//! Bounty engine: fetching, persistence, notification delivery and run orchestration.
mod fetch;
pub mod notify;
mod persist;
mod runner;
mod state_store;
mod types;

pub use fetch::{parse_listing, FetchSettings, Fetcher, ReqwestFetcher, DEFAULT_DATA_URL};
pub use notify::{
    deliver_all, DeliveryReport, DiscordNotifier, Notifier, NotifyError, TelegramNotifier,
};
pub use persist::{ensure_parent_dir, write_atomic, PersistError};
pub use runner::{Monitor, MonitorSettings, RunError, RunReport, DEFAULT_PLATFORMS};
pub use state_store::{StateError, StateStore, DEFAULT_STATE_FILENAME};
pub use types::{FailureKind, FetchError, FetchMetadata, FetchOutput};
__________
● **WHAT THE TASK REQUIRES**:
Every line above in which the word "runner" occurs needs to be copied.

● **EXERCISE RESULT**:
mod runner;
pub use runner::{Monitor, MonitorSettings, RunError, RunReport, DEFAULT_PLATFORMS};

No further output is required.